With more than 9 million having tuned in to the series finale of BBC’s Line of Duty and after an intense investigation of the actions of the Head of the Anti-Corruption Unit 12, Superintendent Hastings (no spoilers), perhaps you were left wondering how to navigate the minefield of investigating an employee internally who is also facing a police investigation and possibly criminal charges.
As supported by ACAS guidance and their Code of Practice, a police investigation, criminal charge or conviction related to off-duty conduct is not necessarily a reason for disciplinary action in itself, if it has no bearing on the employee’s suitability for the job, or on their relationship with the employer, its customers or their colleagues. The employer should consider whether the conduct is sufficiently serious to warrant commencing the disciplinary procedure. Conduct outside of work which has no bearing on their employment is unlikely to justify disciplinary action.
However, should an employer be legitimately investigating an employee for misconduct in the course of their employment or which relates to their suitability or ability to do their job and it also happens to cross-over into a criminal remit, recent case law has confirmed that an employer is entitled to continue with any on-going internal disciplinary procedure and the employer is not required to postpone a disciplinary hearing pending the outcome of a police investigation into an employee. Indeed, it may be considerably impractical to wait for the completion of a criminal investigation or prosecution.

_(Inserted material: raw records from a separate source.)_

//! Multi-round play state.

use super::evaluator::RoundEvaluator;
use super::record::{RoundRecord, SelectionStats, SessionContext, StrategyAction, StrategyStep};
use super::sink::{hand_off, RecordSink};
use super::types::Round;
use crate::error::{KnapsackError, Result};
use crate::generator::{create_rng, GeneratorConfig, ItemGenerator};
use crate::search::{OptimalSubset, RankedSubset};
use chrono::{DateTime, Utc};
use rand::rngs::StdRng;
use rand::Rng;
use serde::Serialize;

/// Pass/fail of one completed round.
#[derive(Debug, Clone, Copy, PartialEq, Eq, Serialize)]
pub struct RoundOutcome {
    pub round: u32,
    pub success: bool,
}

/// Aggregate over the completed rounds of a session.
#[derive(Debug, Clone, Copy, PartialEq, Serialize)]
pub struct SessionSummary {
    pub rounds: usize,
    pub passed: usize,
    /// Percentage of rounds passed, `0.0` when no round was played.
    pub success_rate: f64,
}

/// The current round's true optimum and the full ranking behind it.
#[derive(Debug, Clone, Serialize)]
pub struct OptimalReport {
    pub optimal: OptimalSubset,
    pub candidates: Vec<RankedSubset>,
}

/// Drives consecutive rounds for one player.
///
/// Each transition builds a [`RoundRecord`], hands it to a [`RecordSink`]
/// on a best-effort basis, and records the outcome. Delivery failures are
/// logged and otherwise ignored.
///
/// # Usage
///
/// ```
/// use u_knapsack::generator::GeneratorConfig;
/// use u_knapsack::round::{CollectingSink, GameSession, SessionContext};
///
/// let mut session = GameSession::new(
///     GeneratorConfig::default().with_seed(3),
///     SessionContext::new("user", "session"),
/// );
/// let first = session.round().items()[0].id.clone();
/// session.toggle(&first).unwrap();
///
/// let sink = CollectingSink::new();
/// let record = session.next_round(&sink, chrono::Utc::now()).unwrap();
/// assert_eq!(record.round, 1);
/// assert_eq!(session.round_number(), 2);
/// assert_eq!(sink.len(), 1);
/// ```
#[derive(Debug)]
pub struct GameSession<R: Rng = StdRng> {
    generator: ItemGenerator,
    rng: R,
    context: SessionContext,
    round_number: u32,
    round: Round,
    selection: Vec<String>,
    strategy: Vec<StrategyStep>,
    revealed: Option<OptimalReport>,
    history: Vec<RoundOutcome>,
    finished: bool,
}

impl GameSession<StdRng> {
    /// Starts a session whose RNG is seeded from `config.seed`.
    pub fn new(config: GeneratorConfig, context: SessionContext) -> Self {
        let rng = create_rng(config.seed);
        Self::with_rng(config, context, rng)
    }
}

impl<R: Rng> GameSession<R> {
    /// Starts a session drawing rounds from `rng`.
    ///
    /// # Panics
    /// Panics if the configuration is invalid.
    pub fn with_rng(config: GeneratorConfig, context: SessionContext, mut rng: R) -> Self {
        let generator = ItemGenerator::new(config);
        let round = generator.generate_with(&mut rng);
        tracing::info!(session = %context.session_id, "session started");
        Self {
            generator,
            rng,
            context,
            round_number: 1,
            round,
            selection: Vec::new(),
            strategy: Vec::new(),
            revealed: None,
            history: Vec::new(),
            finished: false,
        }
    }

    pub fn round_number(&self) -> u32 {
        self.round_number
    }

    pub fn round(&self) -> &Round {
        &self.round
    }

    /// Selected ids in the order they were added.
    pub fn selection(&self) -> &[String] {
        &self.selection
    }

    pub fn strategy(&self) -> &[StrategyStep] {
        &self.strategy
    }

    pub fn history(&self) -> &[RoundOutcome] {
        &self.history
    }

    pub fn context(&self) -> &SessionContext {
        &self.context
    }

    pub fn is_finished(&self) -> bool {
        self.finished
    }

    /// The report shown by the last [`reveal_optimal`](Self::reveal_optimal), if still shown.
    pub fn revealed(&self) -> Option<&OptimalReport> {
        self.revealed.as_ref()
    }

    /// Adds `id` to the selection, or removes it if already selected, and
    /// appends the corresponding strategy step. Returns whether the item is
    /// now selected.
    ///
    /// # Errors
    ///
    /// - [`KnapsackError::SessionFinished`] after [`quit`](Self::quit).
    /// - [`KnapsackError::UnknownItemId`] if `id` is not in the current round.
    pub fn toggle(&mut self, id: &str) -> Result<bool> {
        self.ensure_active()?;
        let item = self
            .round
            .item(id)
            .ok_or_else(|| KnapsackError::UnknownItemId { id: id.to_string() })?;
        let item_name = item.name.clone();

        let action = match self.selection.iter().position(|s| s == id) {
            Some(pos) => {
                self.selection.remove(pos);
                StrategyAction::Removed
            }
            None => {
                self.selection.push(id.to_string());
                StrategyAction::Added
            }
        };
        self.strategy.push(StrategyStep { item_name, action });
        Ok(action == StrategyAction::Added)
    }

    /// Live statistics for the current selection.
    pub fn selection_stats(&self) -> SelectionStats {
        RoundEvaluator::evaluate_known(self.round.items(), &self.selection, self.round.threshold())
    }

    /// Shows or hides the optimal solution.
    ///
    /// Showing replaces the selection with the optimal members and returns
    /// the report. Hiding deselects those members again and returns `None`.
    /// Neither direction touches the strategy trace.
    pub fn reveal_optimal(&mut self) -> Option<&OptimalReport> {
        if let Some(report) = self.revealed.take() {
            let shown: Vec<&str> = report.optimal.ids();
            self.selection.retain(|id| !shown.contains(&id.as_str()));
            return None;
        }

        let report = OptimalReport {
            optimal: self.round.find_optimal(),
            candidates: self.round.rank_subsets(2),
        };
        self.selection = report
            .optimal
            .ids()
            .into_iter()
            .map(String::from)
            .collect();
        self.revealed = Some(report);
        self.revealed.as_ref()
    }

    /// Records the current round and moves on to a fresh one.
    ///
    /// # Errors
    ///
    /// [`KnapsackError::SessionFinished`] after [`quit`](Self::quit).
    pub fn next_round<S: RecordSink + ?Sized>(
        &mut self,
        sink: &S,
        timestamp: DateTime<Utc>,
    ) -> Result<RoundRecord> {
        let record = self.complete_round(sink, timestamp)?;

        self.round_number += 1;
        self.round = self.generator.generate_with(&mut self.rng);
        self.clear_round_state();
        tracing::info!(
            session = %self.context.session_id,
            round = self.round_number,
            "round started"
        );
        Ok(record)
    }

    /// Records the current round and ends the session.
    ///
    /// # Errors
    ///
    /// [`KnapsackError::SessionFinished`] if already quit.
    pub fn quit<S: RecordSink + ?Sized>(
        &mut self,
        sink: &S,
        timestamp: DateTime<Utc>,
    ) -> Result<RoundRecord> {
        let record = self.complete_round(sink, timestamp)?;
        self.round_number += 1;
        self.finished = true;
        let summary = self.summary();
        tracing::info!(
            session = %self.context.session_id,
            rounds = summary.rounds,
            passed = summary.passed,
            "session finished"
        );
        Ok(record)
    }

    pub fn summary(&self) -> SessionSummary {
        let rounds = self.history.len();
        let passed = self.history.iter().filter(|o| o.success).count();
        let success_rate = if rounds == 0 {
            0.0
        } else {
            passed as f64 / rounds as f64 * 100.0
        };
        SessionSummary {
            rounds,
            passed,
            success_rate,
        }
    }

    /// Starts over from round 1 with a fresh round and an empty history.
    pub fn restart(&mut self) {
        self.round_number = 1;
        self.round = self.generator.generate_with(&mut self.rng);
        self.history.clear();
        self.finished = false;
        self.clear_round_state();
        tracing::info!(session = %self.context.session_id, "session restarted");
    }

    fn complete_round<S: RecordSink + ?Sized>(
        &mut self,
        sink: &S,
        timestamp: DateTime<Utc>,
    ) -> Result<RoundRecord> {
        self.ensure_active()?;
        let record = RoundEvaluator::assemble_record(
            self.round_number,
            &self.round,
            &self.selection,
            &self.strategy,
            &self.context,
            timestamp,
        );
        hand_off(sink, &record);
        self.history.push(RoundOutcome {
            round: self.round_number,
            success: record.selection.success,
        });
        Ok(record)
    }

    fn clear_round_state(&mut self) {
        self.selection.clear();
        self.strategy.clear();
        self.revealed = None;
    }

    fn ensure_active(&self) -> Result<()> {
        if self.finished {
            Err(KnapsackError::SessionFinished)
        } else {
            Ok(())
        }
    }
}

If a police investigation uncovers wrongdoing by the employee, the employer may rely on the information supplied by the police when conducting its disciplinary process. If the employer finds evidence in their internal investigation which is inconsistent with the police findings, employers are entitled to treat information received under an official disclosure regime (such aa a police investigation) as reliable.
Additionally, where an employee, charged with or convicted of a criminal offence, refuses or is unable to co-operate with the employer’s disciplinary investigations or proceedings, this should not deter an employer from taking action. The employee should be advised in any circumstance which should arise of any possible outcomes and that a disciplinary decision will be taken on the basis of the information available.
The Court of Appeal has commented that employers are entitled to follow their internal procedures and not be “micro-managed” by the Courts and Tribunals in these situations. It therefore follows that employers should take a leaf out of DS Arnott and DI Fleming’s books, remain composed, follow the rules & procedures and leave the drama to the BBC.